2023/09/28
迫る2024年問題 6割以上の企業がドライバー不足 時間外労働上限オーバーは4割
■ドライバーの人数が多い企業ほど深刻な人手不足
トラックドライバーの労働力不足で物流に大きな影響が出ると言われている「2024年問題」が迫っている。静岡県内の物流事業者の6割以上は現時点でドライバーが不足しており、年間の時間外労働が上限ラインの年間960時間を超えている企業も約4割に上っているという。
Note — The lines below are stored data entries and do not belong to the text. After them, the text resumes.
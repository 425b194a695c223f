//! PostgreSQL-backed `AiResponseRepository`.

use async_trait::async_trait;
use diesel::prelude::*;
use diesel_async::RunQueryDsl;

use crate::domain::ports::{AiResponseRepository, AiResponseRepositoryError};
use crate::domain::{AiKind, AiResponse, UserId};

use super::diesel_basic_error_mapping::{map_basic_diesel_error, map_basic_pool_error};
use super::diesel_helpers::{collect_rows, parse_label};
use super::models::{AiResponseRow, NewAiResponseRow};
use super::pool::{DbPool, PoolError};
use super::schema::ai_responses;

#[derive(Clone)]
pub struct DieselAiResponseRepository {
    pool: DbPool,
}

impl DieselAiResponseRepository {
    pub fn new(pool: DbPool) -> Self {
        Self { pool }
    }
}

fn map_pool_error(error: PoolError) -> AiResponseRepositoryError {
    map_basic_pool_error(error, |message| {
        AiResponseRepositoryError::connection(message)
    })
}

fn map_diesel_error(error: diesel::result::Error) -> AiResponseRepositoryError {
    map_basic_diesel_error(
        error,
        AiResponseRepositoryError::query,
        AiResponseRepositoryError::connection,
    )
}

fn row_to_response(row: AiResponseRow) -> Result<AiResponse, String> {
    Ok(AiResponse {
        id: row.id,
        user_id: UserId::from_uuid(row.user_id),
        kind: parse_label::<AiKind>("kind", &row.kind)?,
        model: row.model,
        prompt: row.prompt,
        response: row.response,
        error: row.error,
        created_at: row.created_at,
    })
}

#[async_trait]
impl AiResponseRepository for DieselAiResponseRepository {
    async fn insert(&self, response: &AiResponse) -> Result<(), AiResponseRepositoryError> {
        let mut conn = self.pool.get().await.map_err(map_pool_error)?;
        let row = NewAiResponseRow {
            id: response.id,
            user_id: *response.user_id.as_uuid(),
            kind: response.kind.as_str(),
            model: &response.model,
            prompt: &response.prompt,
            response: response.response.as_deref(),
            error: response.error.as_deref(),
            created_at: response.created_at,
        };
        diesel::insert_into(ai_responses::table)
            .values(&row)
            .execute(&mut conn)
            .await
            .map(|_| ())
            .map_err(map_diesel_error)
    }

    async fn for_user(&self, user_id: &UserId) -> Result<Vec<AiResponse>, AiResponseRepositoryError> {
        let mut conn = self.pool.get().await.map_err(map_pool_error)?;
        let rows: Vec<AiResponseRow> = ai_responses::table
            .filter(ai_responses::user_id.eq(user_id.as_uuid()))
            .select(AiResponseRow::as_select())
            .order_by((ai_responses::created_at.desc(), ai_responses::id.desc()))
            .load(&mut conn)
            .await
            .map_err(map_diesel_error)?;
        collect_rows(
            rows.into_iter().map(row_to_response),
            AiResponseRepositoryError::query,
        )
    }
}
民間の調査会社・静岡経済研究所が実施した調査によると、現在のドライバーの過不足感で「非常に不足」と回答した県内の物流業者は15.8%を占めた。「やや不足」を合わせると62.8%となり、人手不足の現状が浮き彫りになった。「適当」と回答したのは33.3%で、「過剰」と「非常に過剰」は合計で3.8%だった。
人手不足は、ドライバーを多く抱えている企業ほど深刻になっている。規模別では50人以上のドライバーが所属する企業の73.1%は「非常に不足」または「やや不足」と答えている。10人未満の企業は、不足の回答が48.3%にとどまった。
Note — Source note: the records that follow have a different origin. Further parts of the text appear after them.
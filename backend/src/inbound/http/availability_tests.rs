//! Tests for availability handlers.

use super::*;
use crate::domain::ports::GeneratedSlots;
use crate::domain::{Role, UserId};
use crate::inbound::http::test_utils::{TestPorts, bearer, user};
use actix_web::http::StatusCode;
use actix_web::{App, test as actix_test};
use chrono::{NaiveDate, TimeZone, Weekday};
use rstest::rstest;
use serde_json::{Value, json};

async fn send(state: web::Data<HttpState>, req: actix_test::TestRequest) -> (StatusCode, Value) {
    let app = actix_test::init_service(
        App::new().app_data(state).service(
            web::scope("/api/v1")
                .service(weekly_rules)
                .service(replace_weekly_rules)
                .service(generate_slots)
                .service(create_slot)
                .service(list_slots)
                .service(delete_slot)
                .service(create_exception)
                .service(list_exceptions)
                .service(delete_exception)
                .service(settings)
                .service(update_settings)
                .service(mentor_open_slots),
        ),
    )
    .await;
    let res = actix_test::call_service(&app, req.to_request()).await;
    let status = res.status();
    let body = actix_test::read_body(res).await;
    let value = if body.is_empty() {
        Value::Null
    } else {
        serde_json::from_slice(&body).expect("JSON body")
    };
    (status, value)
}

fn slot(mentor_id: UserId, hour: u32) -> AvailabilitySlot {
    let start = Utc
        .with_ymd_and_hms(2030, 1, 7, hour, 0, 0)
        .single()
        .expect("instant");
    AvailabilitySlot {
        id: Uuid::new_v4(),
        mentor_id,
        start_utc: start,
        end_utc: start + chrono::Duration::hours(1),
        is_booked: false,
        created_at: start - chrono::Duration::days(7),
    }
}

#[rstest]
#[actix_web::test]
async fn weekly_rules_round_trip_local_times() {
    let mentor = user(Role::Mentor);
    let mentor_id = mentor.id;
    let mut ports = TestPorts::authenticating(&mentor);
    ports
        .availability
        .expect_replace_weekly_rules()
        .withf(|_, windows| {
            windows.len() == 1
                && windows[0].weekday == Weekday::Tue
                && windows[0].start_time == NaiveTime::from_hms_opt(9, 0, 0).expect("time")
        })
        .returning(move |_, windows| {
            Ok(windows
                .into_iter()
                .map(|window| WeeklyRule {
                    id: Uuid::new_v4(),
                    mentor_id,
                    window,
                })
                .collect())
        });

    let (status, body) = send(
        ports.into_state(),
        actix_test::TestRequest::put()
            .uri("/api/v1/availability/weekly")
            .insert_header(bearer())
            .set_json(json!({"rules": [{"weekday": 1, "startTime": "09:00", "endTime": "12:30"}]})),
    )
    .await;
    assert_eq!(status, StatusCode::OK);
    assert_eq!(body[0]["weekday"], json!(1));
    assert_eq!(body[0]["startTime"], json!("09:00"));
    assert_eq!(body[0]["endTime"], json!("12:30"));
}

#[rstest]
#[case::weekday(json!({"weekday": 7, "startTime": "09:00", "endTime": "10:00"}), "weekday")]
#[case::order(json!({"weekday": 0, "startTime": "11:00", "endTime": "10:00"}), "endTime")]
#[case::format(json!({"weekday": 0, "startTime": "9am", "endTime": "10:00"}), "startTime")]
#[actix_web::test]
async fn weekly_rules_reject_invalid_windows(#[case] rule: Value, #[case] field: &str) {
    let mentor = user(Role::Mentor);
    let (status, body) = send(
        TestPorts::authenticating(&mentor).into_state(),
        actix_test::TestRequest::put()
            .uri("/api/v1/availability/weekly")
            .insert_header(bearer())
            .set_json(json!({"rules": [rule]})),
    )
    .await;
    assert_eq!(status, StatusCode::BAD_REQUEST);
    assert_eq!(body["details"]["field"], json!(field));
}

#[rstest]
#[actix_web::test]
async fn inverted_slots_are_rejected_before_the_service() {
    let mentor = user(Role::Mentor);
    let (status, body) = send(
        TestPorts::authenticating(&mentor).into_state(),
        actix_test::TestRequest::post()
            .uri("/api/v1/availability/slots")
            .insert_header(bearer())
            .set_json(json!({
                "startUtc": "2030-01-07T11:00:00Z",
                "endUtc": "2030-01-07T10:00:00Z"
            })),
    )
    .await;
    assert_eq!(status, StatusCode::BAD_REQUEST);
    assert_eq!(body["message"], json!("start must be before end"));
}

#[rstest]
#[actix_web::test]
async fn overlapping_slots_conflict() {
    let mentor = user(Role::Mentor);
    let mut ports = TestPorts::authenticating(&mentor);
    ports
        .availability
        .expect_create_slot()
        .returning(|_, _| Err(Error::conflict("slot overlaps an existing slot")));

    let (status, _) = send(
        ports.into_state(),
        actix_test::TestRequest::post()
            .uri("/api/v1/availability/slots")
            .insert_header(bearer())
            .set_json(json!({
                "startUtc": "2030-01-07T10:00:00Z",
                "endUtc": "2030-01-07T11:00:00Z"
            })),
    )
    .await;
    assert_eq!(status, StatusCode::CONFLICT);
}

#[rstest]
#[actix_web::test]
async fn generation_reports_created_and_skipped_counts() {
    let mentor = user(Role::Mentor);
    let mentor_id = mentor.id;
    let mut ports = TestPorts::authenticating(&mentor);
    ports
        .availability
        .expect_generate_slots()
        .withf(|_, request| {
            request.start_date == NaiveDate::from_ymd_opt(2030, 1, 7).expect("date")
                && request.session_minutes == Some(60)
                && request.break_minutes == Some(15)
                && request
                    .pattern
                    .as_ref()
                    .is_some_and(|pattern| pattern.weekdays == [0, 2])
        })
        .returning(move |_, _| {
            Ok(GeneratedSlots {
                slots: vec![slot(mentor_id, 9), slot(mentor_id, 10)],
                skipped_count: 3,
            })
        });

    let (status, body) = send(
        ports.into_state(),
        actix_test::TestRequest::post()
            .uri("/api/v1/availability/slots/generate")
            .insert_header(bearer())
            .set_json(json!({
                "startDate": "2030-01-07",
                "endDate": "2030-01-20",
                "pattern": {"weekdays": [0, 2], "startTime": "09:00", "endTime": "12:00"},
                "sessionDurationMinutes": 60,
                "breakDurationMinutes": 15
            })),
    )
    .await;
    assert_eq!(status, StatusCode::CREATED);
    assert_eq!(body["createdCount"], json!(2));
    assert_eq!(body["skippedCount"], json!(3));
    assert_eq!(body["slots"].as_array().map(Vec::len), Some(2));
}

#[rstest]
#[actix_web::test]
async fn generation_rejects_malformed_dates() {
    let mentor = user(Role::Mentor);
    let (status, body) = send(
        TestPorts::authenticating(&mentor).into_state(),
        actix_test::TestRequest::post()
            .uri("/api/v1/availability/slots/generate")
            .insert_header(bearer())
            .set_json(json!({"startDate": "07/01/2030", "endDate": "2030-01-20"})),
    )
    .await;
    assert_eq!(status, StatusCode::BAD_REQUEST);
    assert_eq!(body["details"]["code"], json!("invalid_date"));
}

#[rstest]
#[actix_web::test]
async fn booked_slots_cannot_be_deleted() {
    let mentor = user(Role::Mentor);
    let mut ports = TestPorts::authenticating(&mentor);
    let target = Uuid::new_v4();
    ports
        .availability
        .expect_delete_slot()
        .withf(move |_, id| *id == target)
        .returning(|_, _| Err(Error::conflict("slot is booked")));

    let (status, _) = send(
        ports.into_state(),
        actix_test::TestRequest::delete()
            .uri(&format!("/api/v1/availability/slots/{target}"))
            .insert_header(bearer()),
    )
    .await;
    assert_eq!(status, StatusCode::CONFLICT);
}

#[rstest]
#[actix_web::test]
async fn exceptions_carry_their_reason() {
    let mentor = user(Role::Mentor);
    let mentor_id = mentor.id;
    let mut ports = TestPorts::authenticating(&mentor);
    ports
        .availability
        .expect_create_exception()
        .withf(|_, _, reason| reason.as_deref() == Some("Holiday"))
        .returning(move |_, interval, reason| {
            Ok(AvailabilityException {
                id: Uuid::new_v4(),
                mentor_id,
                start_utc: interval.start(),
                end_utc: interval.end(),
                reason: reason.unwrap_or_default(),
            })
        });

    let (status, body) = send(
        ports.into_state(),
        actix_test::TestRequest::post()
            .uri("/api/v1/availability/exceptions")
            .insert_header(bearer())
            .set_json(json!({
                "startUtc": "2030-02-01T00:00:00Z",
                "endUtc": "2030-02-08T00:00:00Z",
                "reason": "Holiday"
            })),
    )
    .await;
    assert_eq!(status, StatusCode::CREATED);
    assert_eq!(body["reason"], json!("Holiday"));
    assert_eq!(body["startUtc"], json!("2030-02-01T00:00:00Z"));
}

#[rstest]
#[actix_web::test]
async fn missing_settings_report_defaults() {
    let mentor = user(Role::Mentor);
    let mut ports = TestPorts::authenticating(&mentor);
    ports
        .availability
        .expect_settings()
        .returning(|_| Ok(AvailabilitySettings::default()));

    let (status, body) = send(
        ports.into_state(),
        actix_test::TestRequest::get()
            .uri("/api/v1/availability/settings")
            .insert_header(bearer()),
    )
    .await;
    assert_eq!(status, StatusCode::OK);
    assert_eq!(
        body,
        json!({
            "minBookingNoticeHours": 2,
            "maxBookingAdvanceDays": 90,
            "defaultSessionMinutes": 60
        })
    );
}

#[rstest]
#[actix_web::test]
async fn open_slots_are_public_and_accept_ranges() {
    let mut ports = TestPorts::default();
    let mentor_id = UserId::random();
    ports
        .availability
        .expect_open_slots()
        .withf(move |id, from, to| *id == mentor_id && from.is_some() && to.is_none())
        .returning(move |_, _, _| Ok(vec![slot(mentor_id, 9)]));

    let (status, body) = send(
        ports.into_state(),
        actix_test::TestRequest::get()
            .uri(&format!("/api/v1/mentors/{mentor_id}/slots?from=2030-01-07T00:00:00Z")),
    )
    .await;
    assert_eq!(status, StatusCode::OK);
    assert_eq!(body[0]["isBooked"], json!(false));
}

#[rstest]
#[actix_web::test]
async fn open_slots_reject_malformed_bounds() {
    let mentor_id = UserId::random();
    let (status, body) = send(
        TestPorts::default().into_state(),
        actix_test::TestRequest::get()
            .uri(&format!("/api/v1/mentors/{mentor_id}/slots?to=tomorrow")),
    )
    .await;
    assert_eq!(status, StatusCode::BAD_REQUEST);
    assert_eq!(body["details"]["field"], json!("to"));
}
2024年問題は、働き方改革を目的にした改正労働基準法の施行に伴い、2024年4月からトラック運転手の時間外労働に関する規制が厳しくなり、物流が停滞すると懸念されている。運転手の時間外労働は年間960時間が上限とされている。ドライバーの労働環境が改善される一方、ドライバーの数が増えなければ運送できる荷物の量は減る。新型コロナウイルス感染拡大後にネットショッピングが増加していることから、運送業の需要も高まっている。
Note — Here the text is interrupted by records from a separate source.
//! Mentor discovery handler.

use actix_web::{get, web};
use serde::Deserialize;
use utoipa::IntoParams;

use crate::domain::{AvailabilityWindow, Error, MentorSearchQuery};
use crate::inbound::http::ApiResult;
use crate::inbound::http::schemas::MentorCardBody;
use crate::inbound::http::state::HttpState;
use crate::inbound::http::validation::{FieldName, invalid_field, invalid_value_error};

/// Filters for `GET /api/v1/search/mentors`; all optional.
#[derive(Debug, Default, Deserialize, IntoParams)]
#[serde(rename_all = "camelCase")]
#[into_params(parameter_in = Query, rename_all = "camelCase")]
pub struct SearchParams {
    /// Case-insensitive substring of display name or bio.
    pub q: Option<String>,
    /// Skill slug.
    pub skill: Option<String>,
    /// Minimum average rating, 0 to 5.
    pub min_rating: Option<f64>,
    /// Minimum hourly rate in cents.
    pub min_rate: Option<i64>,
    /// Maximum hourly rate in cents.
    pub max_rate: Option<i64>,
    /// IANA timezone name.
    pub timezone: Option<String>,
    /// `today` or `week`.
    pub available: Option<String>,
}

impl TryFrom<SearchParams> for MentorSearchQuery {
    type Error = Error;

    fn try_from(value: SearchParams) -> Result<Self, Self::Error> {
        let available = value
            .available
            .map(|raw| {
                raw.parse::<AvailabilityWindow>().map_err(|err| {
                    invalid_value_error(FieldName::new("available"), &raw, &err.to_string())
                })
            })
            .transpose()?;
        let query = Self {
            text: value.q.filter(|q| !q.trim().is_empty()),
            skill_slug: value.skill,
            min_rating: value.min_rating,
            min_rate_cents: value.min_rate,
            max_rate_cents: value.max_rate,
            timezone: value.timezone,
            available,
        };
        query
            .validate()
            .map_err(invalid_field(FieldName::new("query")))
    }
}

/// Approved mentors matching every supplied filter, best rated first.
#[utoipa::path(
    get,
    path = "/api/v1/search/mentors",
    params(SearchParams),
    responses(
        (status = 200, description = "Matching mentors", body = [MentorCardBody]),
        (status = 400, description = "Invalid filter", body = Error)
    ),
    tags = ["mentors"],
    operation_id = "searchMentors",
    security([])
)]
#[get("/search/mentors")]
pub async fn search_mentors(
    state: web::Data<HttpState>,
    query: web::Query<SearchParams>,
) -> ApiResult<web::Json<Vec<MentorCardBody>>> {
    let query = MentorSearchQuery::try_from(query.into_inner())?;
    let cards = state.search.search_mentors(query).await?;
    Ok(web::Json(cards.iter().map(MentorCardBody::from).collect()))
}

#[cfg(test)]
mod tests {
    //! Regression coverage for this module.
    use super::*;
    use crate::inbound::http::test_utils::TestPorts;
    use actix_web::http::StatusCode;
    use actix_web::{App, test as actix_test};
    use rstest::rstest;
    use serde_json::{Value, json};

    #[rstest]
    #[case::inverted("minRate=5000&maxRate=1000", "minRate must not exceed maxRate")]
    #[case::rating("minRating=6", "minRating must be between 0 and 5")]
    #[case::window("available=month", "available must be `today` or `week`, got month")]
    #[actix_web::test]
    async fn invalid_filters_are_rejected(#[case] query: &str, #[case] message: &str) {
        let app = actix_test::init_service(
            App::new()
                .app_data(TestPorts::default().into_state())
                .service(web::scope("/api/v1").service(search_mentors)),
        )
        .await;
        let req = actix_test::TestRequest::get()
            .uri(&format!("/api/v1/search/mentors?{query}"))
            .to_request();
        let res = actix_test::call_service(&app, req).await;
        assert_eq!(res.status(), StatusCode::BAD_REQUEST);
        let body: Value = actix_test::read_body_json(res).await;
        assert_eq!(body["message"], json!(message));
    }

    #[rstest]
    #[actix_web::test]
    async fn filters_are_forwarded() {
        let mut ports = TestPorts::default();
        ports
            .search
            .expect_search_mentors()
            .withf(|query| {
                query.text.as_deref() == Some("rust")
                    && query.skill_slug.as_deref() == Some("systems")
                    && query.min_rating == Some(4.5)
                    && query.max_rate_cents == Some(9000)
                    && query.available == Some(AvailabilityWindow::Week)
            })
            .returning(|_| Ok(Vec::new()));
        let app = actix_test::init_service(
            App::new()
                .app_data(ports.into_state())
                .service(web::scope("/api/v1").service(search_mentors)),
        )
        .await;
        let req = actix_test::TestRequest::get()
            .uri("/api/v1/search/mentors?q=rust&skill=systems&minRating=4.5&maxRate=9000&available=week")
            .to_request();
        let res = actix_test::call_service(&app, req).await;
        assert_eq!(res.status(), StatusCode::OK);
        let body: Value = actix_test::read_body_json(res).await;
        assert_eq!(body, json!([]));
    }

    #[rstest]
    fn blank_text_is_ignored() {
        let query = MentorSearchQuery::try_from(SearchParams {
            q: Some("   ".to_owned()),
            ..SearchParams::default()
        })
        .expect("valid");
        assert_eq!(query.text, None);
    }
}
■2024年問題の対応 「十分に取り組めている」は2割未満
運送業は深刻な人手不足に直面し、2024年4月から上限とされている年960時間の時間外労働を超えている企業は多い。静岡経済研究所の調査では、960時間以上の時間外労働をしているドライバーが在籍している企業は38.6%に上った。この割合は規模の大きな会社ほど高い。中には、960時間を上回る時間外労働のドライバーが社内の5割以上を占めているところも少なくない。
2024年問題への取り組み状況に関する質問には、「十分に取り組めている」の回答が18.6%に2割に届かなかった。具体的な取り組みとしては、「運賃の見直し」が93.0%と最も高かった。今後実施予定を含めた主な取り組みは以下のようになった(複数回答)。
【人材・働き方】
①賃金を含む労働条件の見直し 87.8%
②ドライバーの採用強化 75.6%
③システム導入による労働時間の管理 66.3%
【運賃など】
①運賃の見直し 93.0%
②荷主や関係企業との連携強化 81.0%
③輸送配送コストの見直し 70.8%
【労働時間の捻出】
①荷役作業時間や荷待ち時間の短縮 74.6%
②有料道路の利用拡大 68.1%
③デジタル化による生産性の向上 52.9%
【運び方の工夫】
①共同物流の促進 42.7%
②中継輸送の実施 34.7%
③モーダルシフトの促進 28.2%
調査は7月上旬に郵送とFAXで実施され、県内401社が回答。有効回答率は28.8%だった。2024年問題が懸念される2024年4月まで残り半年。物流事業者の努力や工夫だけでは問題解決は難しく、荷主側の協力も求められることになりそうだ。